Así que, no sin cierta envidia, le hice la pregunta a Miquel Molina.
– ¿Cómo es posible que, sin haber escrito anteriormente ningún reportaje o crónica periodística sobre Venecia, has logrado que te publiquen este libro?
– Ester Pujol, editora de Enciclopèdia Catalana, me citó para hablar sobre la idea de escribir un libro de una nueva colección llamada ‘La joie de vivre’, en Catedral (castellano) y Univers (catalán). Yo iba a ser el tercer autor, después de Diana Athill [‘Diario de Florencia’] y Rafel Nadal [‘Mar de verano. Una memoria mediterránea’]. Yo le propuse escribir sobre la Antártida, a donde había viajado para acudir a una bienal de arte, pero esta idea no le acabó de convencer. Cuando me preguntó por mi última escapada fuera de Barcelona y le dije que había estado en la boda de una amiga en Venecia y que había dado un paseo de cinco horas, se le iluminaron los ojos: quería que escribiera sobre la boda y el paseo, quería un prólogo y un epílogo. Eso sí, en el epílogo metí lo de la Antártida.
– ¿Te invitaron a una boda… ¡en Venecia!?
– Sí. Me invitó una amiga íntima mía, Tatiana, que es rusa pero vive en Barcelona desde el año 2000. Se casaba con un italiano y montó su boda en Venecia. El convite fue en Venissa, una finca de viñedos autóctonos, situada en la isla de Mazzorbo, con hotel y restaurante de una estrella Michelin. Fue en la primavera de 2019 y escribí el libro durante los primeros meses de 2020, en plena pandemia.

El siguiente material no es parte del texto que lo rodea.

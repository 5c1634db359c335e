//! Integration tests for Ferme Verte.
//!
//! # Running Tests
//!
//! ```bash
//! # Migrate and seed a database, then start the storefront
//! cargo run -p ferme-verte-cli -- migrate
//! cargo run -p ferme-verte-cli -- seed
//! cargo run -p ferme-verte-storefront
//!
//! # Run the (ignored) integration tests against it
//! cargo test -p ferme-verte-integration-tests -- --ignored
//! ```
//!
//! # Test Categories
//!
//! - `storefront_catalog` - Catalog listing and detail endpoints
//! - `storefront_checkout` - Guest checkout and total verification
//! - `storefront_account` - Registration, login, and account-scoped data
//!
//! The base URL defaults to `http://localhost:3000` and can be changed
//! with `STOREFRONT_BASE_URL`.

– ¿Eres de los que se pierden por Venecia?
– Es que en Venecia te pierdes, pero te encuentras enseguida.
– ¿Alguna zona que no conocieras?
– Cannaregio era quizá la que menos conocía y la que más gracia me hizo. La zona del Arsenal no tenía para mí tanto interés, porque ya la conocía de la Bienal. Conozco menos la parte oeste, donde atracan los barcos más grandes… Y la zona de la Salute: a poco que te alejas de la Fundación Peggy Guggenheim y de la Academia, estás muy tranquilo.
– A mí, personalmente, me ha gustado mucho de tu libro la forma de descubrir detalles que, si bien ya había visto, me pasaron desapercibidos.
– Fui buscando esos finales de callejón que no te llevan a ninguna parte pero, en cambio, te sorprenden con esos hallazgos, sin nadie a la vista y en plena temporada turística. Eso es más gratificante todavía: escaparte cien metros de donde está la marabunta y toparte con esos regalos.
– ¿Cómo decidiste incluir la isla-cementerio?
– Me había hablado mucho de San Michele mi amiga rusa, la novia de la boda, que había ido a ver la tumba de Brodsky, la de Stravinsky… Me pareció fascinante la idea una isla de los muertos.
– ¿Y existen esas zapatillas de bailarina en una tumba o es una licencia literaria?
– Sí, sí… Están siempre. No las vi el verano pasado, el del 2021. De tres veces que he ido, fue la primera vez que no había. Pero este verano, una amiga me envió una foto y estaban las zapatillas. Creo que son de alguna escuela de ballet que las dejan allí.
– Curiosamente, no citas la tumba de Helenio Herrera.
– La vi, la vi, pero no la cité en el libro porque no me encajaba del todo en el relato. Meter allí una bandera del Barça y otra del Inter, no funcionaba. Pero hay quien va en peregrinación a ver su tumba. Y un día, en una presentación, me vino una señora que me dijo que era íntima amiga de la viuda de Helenio Herrera y que había estado varias veces en Venecia con ella.